▶ [Exercise instructions]: Please give the count of lines in the listing underneath that hold "decoded", leaving out everything else.

▶ [Record set]:
* * * *
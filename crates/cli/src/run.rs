// One verification run: settings -> load -> reconcile -> write.

use std::path::PathBuf;

use fundcheck_config::settings::{ENV_INPUT, ENV_OUTPUT};
use fundcheck_config::{ConfigError, Settings, ENV_IDENTITY_URL};
use fundcheck_io::{load_table, write_table, LoadError, WriteError};
use fundcheck_lookup::{IdentityClient, LookupError, RegistryClient};
use fundcheck_recon::{ReconOptions, ReconResult};
use tracing::{debug, info, warn};

use crate::exit_codes::{EXIT_CONFIG, EXIT_LOAD, EXIT_WRITE};

/// Values given on the command line. `None` leaves the resolved setting alone.
#[derive(Debug, Default)]
pub struct Overrides {
    pub config: Option<PathBuf>,
    pub input: Option<PathBuf>,
    pub output: Option<PathBuf>,
    pub cnpj_column: Option<String>,
}

#[derive(Debug)]
pub struct CliError {
    pub code: u8,
    pub message: String,
    pub hint: Option<String>,
}

impl CliError {
    pub fn config(msg: impl Into<String>) -> Self {
        Self { code: EXIT_CONFIG, message: msg.into(), hint: None }
    }

    pub fn load(msg: impl Into<String>) -> Self {
        Self { code: EXIT_LOAD, message: msg.into(), hint: None }
    }

    pub fn write(msg: impl Into<String>) -> Self {
        Self { code: EXIT_WRITE, message: msg.into(), hint: None }
    }

    /// Add a hint to an existing error.
    pub fn with_hint(mut self, hint: impl Into<String>) -> Self {
        self.hint = Some(hint.into());
        self
    }
}

impl From<ConfigError> for CliError {
    fn from(err: ConfigError) -> Self {
        let hint = match &err {
            ConfigError::Parse(_) => Some(format!(
                "check the keys in {} (or the file passed to --config)",
                Settings::config_path().display()
            )),
            _ => None,
        };
        Self { hint, ..Self::config(err.to_string()) }
    }
}

impl From<LoadError> for CliError {
    fn from(err: LoadError) -> Self {
        let hint = match &err {
            LoadError::NotFound(_) => Some(format!("pass --input or set {}", ENV_INPUT)),
            LoadError::Open { .. } | LoadError::Sheet { .. } => {
                Some("expected xlsx, xls, xlsb, ods, csv or tsv".to_string())
            }
            LoadError::NoSheets(_) => None,
        };
        Self { hint, ..Self::load(err.to_string()) }
    }
}

impl From<WriteError> for CliError {
    fn from(err: WriteError) -> Self {
        let err = Self::write(err.to_string());
        err.with_hint(format!("pass --output or set {} to a writable location", ENV_OUTPUT))
    }
}

// Only client construction surfaces here; per-row lookup errors stay in recon.
impl From<LookupError> for CliError {
    fn from(err: LookupError) -> Self {
        Self::config(format!("cannot set up HTTP client: {}", err))
    }
}

/// Defaults < config file < environment < command line.
pub fn resolve_settings(overrides: &Overrides) -> Result<Settings, CliError> {
    let mut settings = Settings::load(overrides.config.as_deref())?;

    if let Some(ref input) = overrides.input {
        settings.input_path = input.clone();
    }
    if let Some(ref output) = overrides.output {
        settings.output_path = output.clone();
    }
    if let Some(ref column) = overrides.cnpj_column {
        if column.is_empty() {
            return Err(CliError::config("--cnpj-column must not be empty"));
        }
        settings.cnpj_column = column.clone();
    }

    debug!(?settings, "resolved settings");
    Ok(settings)
}

/// Load, reconcile every row, write the report.
///
/// Only load, write and setup failures are errors. Lookup failures end up in
/// the result's statuses.
pub fn execute(settings: &Settings) -> Result<ReconResult, CliError> {
    let registry = RegistryClient::from_settings(settings)?;
    let identity = IdentityClient::from_settings(settings)?;
    if !identity.is_configured() {
        warn!(
            "{} is not set; identity lookups will fail and no row can be validated",
            ENV_IDENTITY_URL
        );
    }

    let table = load_table(&settings.input_path)?;

    let options = ReconOptions { cnpj_column: settings.cnpj_column.clone() };
    let result = fundcheck_recon::run(table, &options, &registry, &identity);

    write_table(&result.table, &settings.output_path)?;
    log_summary(&result);
    Ok(result)
}

fn log_summary(result: &ReconResult) {
    let s = &result.summary;
    info!(
        total = s.total_rows,
        validated = s.validated,
        mismatched = s.mismatched,
        identity_missing = s.identity_missing,
        identity_errors = s.identity_errors,
        registry_misses = s.registry_misses,
        registry_errors = s.registry_errors,
        no_cnpj = s.no_cnpj,
        "{} of {} rows validated ({} found in registry)",
        s.validated,
        s.total_rows,
        s.registry_hits()
    );
    if s.registry_errors + s.identity_errors > 0 {
        warn!(
            "{} lookups failed; affected rows kept default values",
            s.registry_errors + s.identity_errors
        );
    }
}

/// Machine-readable run summary for `--json`.
pub fn summary_json(result: &ReconResult) -> serde_json::Value {
    serde_json::json!({
        "meta": result.meta,
        "summary": result.summary,
        "registry_hits": result.summary.registry_hits(),
        "statuses": result.statuses,
    })
}
//! `fundcheck-recon`: per-row fund reconciliation.
//!
//! Receives a loaded table and two lookup capabilities, returns a new
//! enriched table plus a summary. No file IO; network access only through
//! the traits it is handed.

pub mod engine;
pub mod evidence;
pub mod model;

pub use engine::{reconcile_row, run};
pub use model::{ReconMeta, ReconOptions, ReconResult, ReconSummary, RowStatus};
use serde::Serialize;

use fundcheck_core::EnrichedTable;

// ---------------------------------------------------------------------------
// Input
// ---------------------------------------------------------------------------

#[derive(Debug, Clone)]
pub struct ReconOptions {
    /// Header of the column holding the CNPJ.
    pub cnpj_column: String,
}

impl Default for ReconOptions {
    fn default() -> Self {
        Self { cnpj_column: "CNPJ".into() }
    }
}

// ---------------------------------------------------------------------------
// Per-row classification
// ---------------------------------------------------------------------------

/// How a single row came out of reconciliation.
///
/// Only `Validated` sets `validado`; every other status is a reason it stayed false.
#[derive(Debug, Clone, Copy, PartialEq, Eq, Hash, Serialize)]
#[serde(rename_all = "snake_case")]
pub enum RowStatus {
    /// Identity id equals the normalized CNPJ.
    Validated,
    /// Identity id present but different from the normalized CNPJ.
    Mismatch,
    /// Registry matched; identity service had no id for the fund name.
    IdentityMissing,
    /// Registry matched; identity lookup failed.
    IdentityError,
    /// Registry returned no filing.
    RegistryMiss,
    /// Registry lookup failed.
    RegistryError,
    /// Row has no CNPJ to look up.
    NoCnpj,
}

impl std::fmt::Display for RowStatus {
    fn fmt(&self, f: &mut std::fmt::Formatter<'_>) -> std::fmt::Result {
        match self {
            Self::Validated => write!(f, "validated"),
            Self::Mismatch => write!(f, "mismatch"),
            Self::IdentityMissing => write!(f, "identity_missing"),
            Self::IdentityError => write!(f, "identity_error"),
            Self::RegistryMiss => write!(f, "registry_miss"),
            Self::RegistryError => write!(f, "registry_error"),
            Self::NoCnpj => write!(f, "no_cnpj"),
        }
    }
}

// ---------------------------------------------------------------------------
// Result
// ---------------------------------------------------------------------------

#[derive(Debug, Clone, Default, PartialEq, Eq, Serialize)]
pub struct ReconSummary {
    pub total_rows: usize,
    pub validated: usize,
    pub mismatched: usize,
    pub identity_missing: usize,
    pub identity_errors: usize,
    pub registry_misses: usize,
    pub registry_errors: usize,
    pub no_cnpj: usize,
}

impl ReconSummary {
    /// Rows where the registry returned a filing.
    pub fn registry_hits(&self) -> usize {
        self.validated + self.mismatched + self.identity_missing + self.identity_errors
    }
}

#[derive(Debug, Clone, Serialize)]
pub struct ReconMeta {
    pub engine_version: String,
    pub run_at: String,
    pub cnpj_column: String,
    /// False when the CNPJ column is absent from the input header.
    pub cnpj_column_found: bool,
}

#[derive(Debug, Clone)]
pub struct ReconResult {
    pub meta: ReconMeta,
    pub summary: ReconSummary,
    pub statuses: Vec<RowStatus>,
    pub table: EnrichedTable,
}
// File I/O for fund sheets
//
// Load: first sheet of xlsx/xls/xlsb/ods (calamine), or a delimited text file.
// Write: single-sheet xlsx report (rust_xlsxwriter), or CSV/TSV by extension.

pub mod csv;
pub mod error;
pub mod xlsx;

use std::path::Path;

use fundcheck_core::{Cell, EnrichedTable, FundRecord, FundTable};
use tracing::info;

pub use error::{LoadError, WriteError};

/// File format, chosen from the path extension.
#[derive(Debug, Clone, Copy, PartialEq, Eq)]
pub enum FileFormat {
    /// Anything calamine opens on read; xlsx on write.
    Spreadsheet,
    Csv,
    Tsv,
}

impl FileFormat {
    pub fn from_path(path: &Path) -> Self {
        let ext = path
            .extension()
            .and_then(|e| e.to_str())
            .map(|e| e.to_ascii_lowercase());
        match ext.as_deref() {
            Some("csv") => FileFormat::Csv,
            Some("tsv") | Some("tab") => FileFormat::Tsv,
            _ => FileFormat::Spreadsheet,
        }
    }
}

/// Load the input table. Row 1 is the header row.
pub fn load_table(path: &Path) -> Result<FundTable, LoadError> {
    if !path.exists() {
        return Err(LoadError::NotFound(path.to_path_buf()));
    }

    let table = match FileFormat::from_path(path) {
        FileFormat::Spreadsheet => xlsx::import(path)?,
        FileFormat::Csv => csv::import(path)?,
        FileFormat::Tsv => csv::import_with_delimiter(path, b'\t')?,
    };

    info!(rows = table.len(), columns = table.headers.len(), "read {} rows from {}", table.len(), path.display());
    Ok(table)
}

/// Write the report, creating missing parent directories.
pub fn write_table(table: &EnrichedTable, path: &Path) -> Result<(), WriteError> {
    if let Some(parent) = path.parent() {
        if !parent.as_os_str().is_empty() {
            std::fs::create_dir_all(parent).map_err(|e| WriteError::CreateDir {
                path: parent.to_path_buf(),
                message: e.to_string(),
            })?;
        }
    }

    match FileFormat::from_path(path) {
        FileFormat::Spreadsheet => xlsx::export(table, path)?,
        FileFormat::Csv => csv::export(table, path, b',')?,
        FileFormat::Tsv => csv::export(table, path, b'\t')?,
    }

    info!(rows = table.len(), "results saved to {}", path.display());
    Ok(())
}

/// Split a raw cell grid into header row and records.
///
/// Blank header cells become `Unnamed: N` (0-based), repeated names get a
/// `.1`, `.2` suffix, and trailing all-blank rows are dropped.
pub(crate) fn table_from_grid(mut grid: Vec<Vec<Cell>>) -> FundTable {
    while grid.last().is_some_and(|row| row.iter().all(Cell::is_empty)) {
        grid.pop();
    }
    if grid.is_empty() {
        return FundTable::default();
    }

    let header_row = grid.remove(0);
    let width = grid.iter().map(Vec::len).max().unwrap_or(0).max(header_row.len());

    let mut headers: Vec<String> = Vec::with_capacity(width);
    for idx in 0..width {
        let base = header_row
            .get(idx)
            .and_then(Cell::as_text)
            .filter(|s| !s.is_empty())
            .unwrap_or_else(|| format!("Unnamed: {idx}"));
        let mut name = base.clone();
        let mut n = 1;
        while headers.contains(&name) {
            name = format!("{base}.{n}");
            n += 1;
        }
        headers.push(name);
    }

    let records = grid.into_iter().map(FundRecord::new).collect();
    FundTable::new(headers, records)
}
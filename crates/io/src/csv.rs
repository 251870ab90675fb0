// CSV/TSV import/export
//
// Every CSV field loads as text, which keeps punctuated CNPJs intact.

use std::io::Read;
use std::path::Path;

use fundcheck_core::{Cell, EnrichedTable, FundTable};

use crate::error::{LoadError, WriteError};

pub fn import(path: &Path) -> Result<FundTable, LoadError> {
    let content = read_file_as_utf8(path)?;
    let delimiter = sniff_delimiter(&content);
    import_from_string(path, &content, delimiter)
}

pub fn import_with_delimiter(path: &Path, delimiter: u8) -> Result<FundTable, LoadError> {
    let content = read_file_as_utf8(path)?;
    import_from_string(path, &content, delimiter)
}

/// Detect the most likely field delimiter by checking consistency across the first few lines.
///
/// Brazilian exports default to `;`, so semicolon is tried before comma.
fn sniff_delimiter(content: &str) -> u8 {
    let candidates: &[u8] = &[b'\t', b';', b',', b'|'];
    let sample_lines: Vec<&str> = content.lines().take(10).collect();

    if sample_lines.is_empty() {
        return b',';
    }

    let mut best = b',';
    let mut best_score = 0u64;

    for &delim in candidates {
        let counts: Vec<usize> = sample_lines
            .iter()
            .map(|line| {
                csv::ReaderBuilder::new()
                    .delimiter(delim)
                    .has_headers(false)
                    .flexible(true)
                    .from_reader(line.as_bytes())
                    .records()
                    .next()
                    .and_then(|r| r.ok())
                    .map(|r| r.len())
                    .unwrap_or(1)
            })
            .collect();

        if counts.first().copied().unwrap_or(0) <= 1 {
            continue;
        }

        let target = counts[0];
        let consistent = counts.iter().filter(|&&c| c == target).count() as u64;
        let score = consistent * target as u64;

        if score > best_score {
            best_score = score;
            best = delim;
        }
    }

    best
}

/// Read file and convert to UTF-8 if needed (Windows-1252 fallback for Excel exports).
fn read_file_as_utf8(path: &Path) -> Result<String, LoadError> {
    let open_err = |e: std::io::Error| LoadError::Open {
        path: path.to_path_buf(),
        message: e.to_string(),
    };
    let mut file = std::fs::File::open(path).map_err(open_err)?;
    let mut bytes = Vec::new();
    file.read_to_end(&mut bytes).map_err(open_err)?;

    match String::from_utf8(bytes) {
        Ok(s) => Ok(s.trim_start_matches('\u{feff}').to_string()),
        Err(e) => {
            let bytes = e.into_bytes();
            let (decoded, _, _) = encoding_rs::WINDOWS_1252.decode(&bytes);
            Ok(decoded.into_owned())
        }
    }
}

fn import_from_string(path: &Path, content: &str, delimiter: u8) -> Result<FundTable, LoadError> {
    let mut reader = csv::ReaderBuilder::new()
        .delimiter(delimiter)
        .has_headers(false)
        .flexible(true)
        .from_reader(content.as_bytes());

    let mut grid = Vec::new();
    for (row_idx, result) in reader.records().enumerate() {
        let record = result.map_err(|e| LoadError::Sheet {
            path: path.to_path_buf(),
            message: format!("line {}: {}", row_idx + 1, e),
        })?;
        let row: Vec<Cell> = record
            .iter()
            .map(|field| if field.is_empty() { Cell::Empty } else { Cell::from(field) })
            .collect();
        grid.push(row);
    }

    Ok(crate::table_from_grid(grid))
}

pub fn export(table: &EnrichedTable, path: &Path, delimiter: u8) -> Result<(), WriteError> {
    let save_err = |message: String| WriteError::Save {
        path: path.to_path_buf(),
        message,
    };

    let mut writer = csv::WriterBuilder::new()
        .delimiter(delimiter)
        .from_path(path)
        .map_err(|e| save_err(e.to_string()))?;

    writer
        .write_record(table.output_headers())
        .map_err(|e| save_err(e.to_string()))?;

    for cells in table.output_rows() {
        let record: Vec<String> = cells.iter().map(|c| c.as_text().unwrap_or_default()).collect();
        writer.write_record(&record).map_err(|e| save_err(e.to_string()))?;
    }

    writer.flush().map_err(|e| save_err(e.to_string()))?;
    Ok(())
}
* * * *
▶ [Response to this task]: 2